## ASSIGNED TASK
Give back every record exactly as written.

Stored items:
pub(crate) mod writer;

use std::io::Write;

use crate::types::{Array, Object, Value};
use crate::{Result, SerializeOptions};

use self::writer::Writer;

/// Render `value` as indented text. Objects put one entry per line; arrays
/// stay on a single line.
pub fn to_string(value: &Value, options: &SerializeOptions) -> String {
    let mut writer = Writer::new(options.clone());
    write_value(&mut writer, value, 0);
    writer.finish()
}

pub fn to_vec(value: &Value, options: &SerializeOptions) -> Vec<u8> {
    to_string(value, options).into_bytes()
}

pub fn to_writer<W: Write>(mut writer: W, value: &Value, options: &SerializeOptions) -> Result<()> {
    let text = to_string(value, options);
    writer.write_all(text.as_bytes())?;
    writer.flush()?;
    Ok(())
}

fn write_value(writer: &mut Writer, value: &Value, depth: usize) {
    match value {
        Value::Null => writer.write_str("null"),
        Value::Boolean(b) => writer.write_str(if *b { "true" } else { "false" }),
        Value::Number(n) => writer.write_number(*n),
        Value::String(s) => writer.write_quoted(s),
        Value::Array(arr) => write_array(writer, arr, depth),
        Value::Object(obj) => write_object(writer, obj, depth),
    }
}

fn write_array(writer: &mut Writer, arr: &Array, depth: usize) {
    if arr.is_empty() {
        writer.write_str("[]");
        return;
    }
    writer.write_str("[ ");
    for (i, item) in arr.iter().enumerate() {
        if i > 0 {
            writer.write_str(", ");
        }
        write_value(writer, item, depth);
    }
    writer.write_str(" ]");
}

fn write_object(writer: &mut Writer, obj: &Object, depth: usize) {
    if obj.is_empty() {
        writer.write_str("{}");
        return;
    }
    writer.write_char('{');
    writer.write_newline();
    for (i, (key, value)) in obj.iter().enumerate() {
        if i > 0 {
            writer.write_char(',');
            writer.write_newline();
        }
        writer.write_indent(depth + 1);
        writer.write_quoted(key);
        writer.write_str(" :");
        match value {
            // Non-empty objects open their brace block on its own line.
            Value::Object(inner) if !inner.is_empty() => {
                writer.write_newline();
                writer.write_indent(depth + 1);
                write_object(writer, inner, depth + 1);
            }
            _ => {
                writer.write_char(' ');
                write_value(writer, value, depth + 1);
            }
        }
    }
    writer.write_newline();
    writer.write_indent(depth);
    writer.write_char('}');
}

#[cfg(test)]
mod tests {
    use rstest::rstest;

    use super::*;
    use crate::Indent;

    fn render(value: &Value) -> String {
        to_string(value, &SerializeOptions::default())
    }

    #[rstest]
    fn scalars() {
        assert_eq!(render(&Value::Null), "null");
        assert_eq!(render(&Value::Boolean(false)), "false");
        assert_eq!(render(&Value::Number(2.5)), "2.5");
        assert_eq!(render(&Value::from("raw \\u0041")), "\"raw \\u0041\"");
    }

    #[rstest]
    fn empty_containers() {
        assert_eq!(render(&Value::Array(Array::new())), "[]");
        assert_eq!(render(&Value::Object(Object::new())), "{}");
    }

    #[rstest]
    fn arrays_render_inline() {
        let value = Value::from(vec![Value::from("Red"), Value::from(1), Value::Null]);
        assert_eq!(render(&value), "[ \"Red\", 1, null ]");
    }

    #[rstest]
    fn objects_render_one_entry_per_line() {
        let mut value = Value::new();
        value["language"] = "C++".into();
        value["pi"] = 3.14159f32.into();
        value["colours"] = vec!["Red", "Green"].into();
        value["vector3"]["x"] = 0.into();
        value["vector3"]["y"] = 1.into();
        value["empty"] = Object::new().into();

        let expected = "{\n\
            \t\"language\" : \"C++\",\n\
            \t\"pi\" : 3.14159,\n\
            \t\"colours\" : [ \"Red\", \"Green\" ],\n\
            \t\"vector3\" :\n\
            \t{\n\
            \t\t\"x\" : 0,\n\
            \t\t\"y\" : 1\n\
            \t},\n\
            \t\"empty\" : {}\n\
            }";
        assert_eq!(render(&value), expected);
    }

    #[rstest]
    fn spaces_indent() {
        let mut value = Value::new();
        value["a"]["b"] = true.into();
        let options = SerializeOptions::new().with_indent(Indent::Spaces(2));
        assert_eq!(
            to_string(&value, &options),
            "{\n  \"a\" :\n  {\n    \"b\" : true\n  }\n}"
        );
    }

    #[rstest]
    fn to_writer_writes_all_bytes() {
        let mut out = Vec::new();
        to_writer(&mut out, &Value::from(vec![true]), &SerializeOptions::default()).unwrap();
        assert_eq!(out, b"[ true ]");
        assert_eq!(to_vec(&Value::Null, &SerializeOptions::default()), b"null");
    }
}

## ANSWER FOR THE TASK
pub(crate) mod writer;

use std::io::Write;

use crate::types::{Array, Object, Value};
use crate::{Result, SerializeOptions};

use self::writer::Writer;

/// Render `value` as indented text. Objects put one entry per line; arrays
/// stay on a single line.
pub fn to_string(value: &Value, options: &SerializeOptions) -> String {
    let mut writer = Writer::new(options.clone());
    write_value(&mut writer, value, 0);
    writer.finish()
}

pub fn to_vec(value: &Value, options: &SerializeOptions) -> Vec<u8> {
    to_string(value, options).into_bytes()
}

pub fn to_writer<W: Write>(mut writer: W, value: &Value, options: &SerializeOptions) -> Result<()> {
    let text = to_string(value, options);
    writer.write_all(text.as_bytes())?;
    writer.flush()?;
    Ok(())
}

fn write_value(writer: &mut Writer, value: &Value, depth: usize) {
    match value {
        Value::Null => writer.write_str("null"),
        Value::Boolean(b) => writer.write_str(if *b { "true" } else { "false" }),
        Value::Number(n) => writer.write_number(*n),
        Value::String(s) => writer.write_quoted(s),
        Value::Array(arr) => write_array(writer, arr, depth),
        Value::Object(obj) => write_object(writer, obj, depth),
    }
}

fn write_array(writer: &mut Writer, arr: &Array, depth: usize) {
    if arr.is_empty() {
        writer.write_str("[]");
        return;
    }
    writer.write_str("[ ");
    for (i, item) in arr.iter().enumerate() {
        if i > 0 {
            writer.write_str(", ");
        }
        write_value(writer, item, depth);
    }
    writer.write_str(" ]");
}

fn write_object(writer: &mut Writer, obj: &Object, depth: usize) {
    if obj.is_empty() {
        writer.write_str("{}");
        return;
    }
    writer.write_char('{');
    writer.write_newline();
    for (i, (key, value)) in obj.iter().enumerate() {
        if i > 0 {
            writer.write_char(',');
            writer.write_newline();
        }
        writer.write_indent(depth + 1);
        writer.write_quoted(key);
        writer.write_str(" :");
        match value {
            // Non-empty objects open their brace block on its own line.
            Value::Object(inner) if !inner.is_empty() => {
                writer.write_newline();
                writer.write_indent(depth + 1);
                write_object(writer, inner, depth + 1);
            }
            _ => {
                writer.write_char(' ');
                write_value(writer, value, depth + 1);
            }
        }
    }
    writer.write_newline();
    writer.write_indent(depth);
    writer.write_char('}');
}

#[cfg(test)]
mod tests {
    use rstest::rstest;

    use super::*;
    use crate::Indent;

    fn render(value: &Value) -> String {
        to_string(value, &SerializeOptions::default())
    }

    #[rstest]
    fn scalars() {
        assert_eq!(render(&Value::Null), "null");
        assert_eq!(render(&Value::Boolean(false)), "false");
        assert_eq!(render(&Value::Number(2.5)), "2.5");
        assert_eq!(render(&Value::from("raw \\u0041")), "\"raw \\u0041\"");
    }

    #[rstest]
    fn empty_containers() {
        assert_eq!(render(&Value::Array(Array::new())), "[]");
        assert_eq!(render(&Value::Object(Object::new())), "{}");
    }

    #[rstest]
    fn arrays_render_inline() {
        let value = Value::from(vec![Value::from("Red"), Value::from(1), Value::Null]);
        assert_eq!(render(&value), "[ \"Red\", 1, null ]");
    }

    #[rstest]
    fn objects_render_one_entry_per_line() {
        let mut value = Value::new();
        value["language"] = "C++".into();
        value["pi"] = 3.14159f32.into();
        value["colours"] = vec!["Red", "Green"].into();
        value["vector3"]["x"] = 0.into();
        value["vector3"]["y"] = 1.into();
        value["empty"] = Object::new().into();

        let expected = "{\n\
            \t\"language\" : \"C++\",\n\
            \t\"pi\" : 3.14159,\n\
            \t\"colours\" : [ \"Red\", \"Green\" ],\n\
            \t\"vector3\" :\n\
            \t{\n\
            \t\t\"x\" : 0,\n\
            \t\t\"y\" : 1\n\
            \t},\n\
            \t\"empty\" : {}\n\
            }";
        assert_eq!(render(&value), expected);
    }

    #[rstest]
    fn spaces_indent() {
        let mut value = Value::new();
        value["a"]["b"] = true.into();
        let options = SerializeOptions::new().with_indent(Indent::Spaces(2));
        assert_eq!(
            to_string(&value, &options),
            "{\n  \"a\" :\n  {\n    \"b\" : true\n  }\n}"
        );
    }

    #[rstest]
    fn to_writer_writes_all_bytes() {
        let mut out = Vec::new();
        to_writer(&mut out, &Value::from(vec![true]), &SerializeOptions::default()).unwrap();
        assert_eq!(out, b"[ true ]");
        assert_eq!(to_vec(&Value::Null, &SerializeOptions::default()), b"null");
    }
}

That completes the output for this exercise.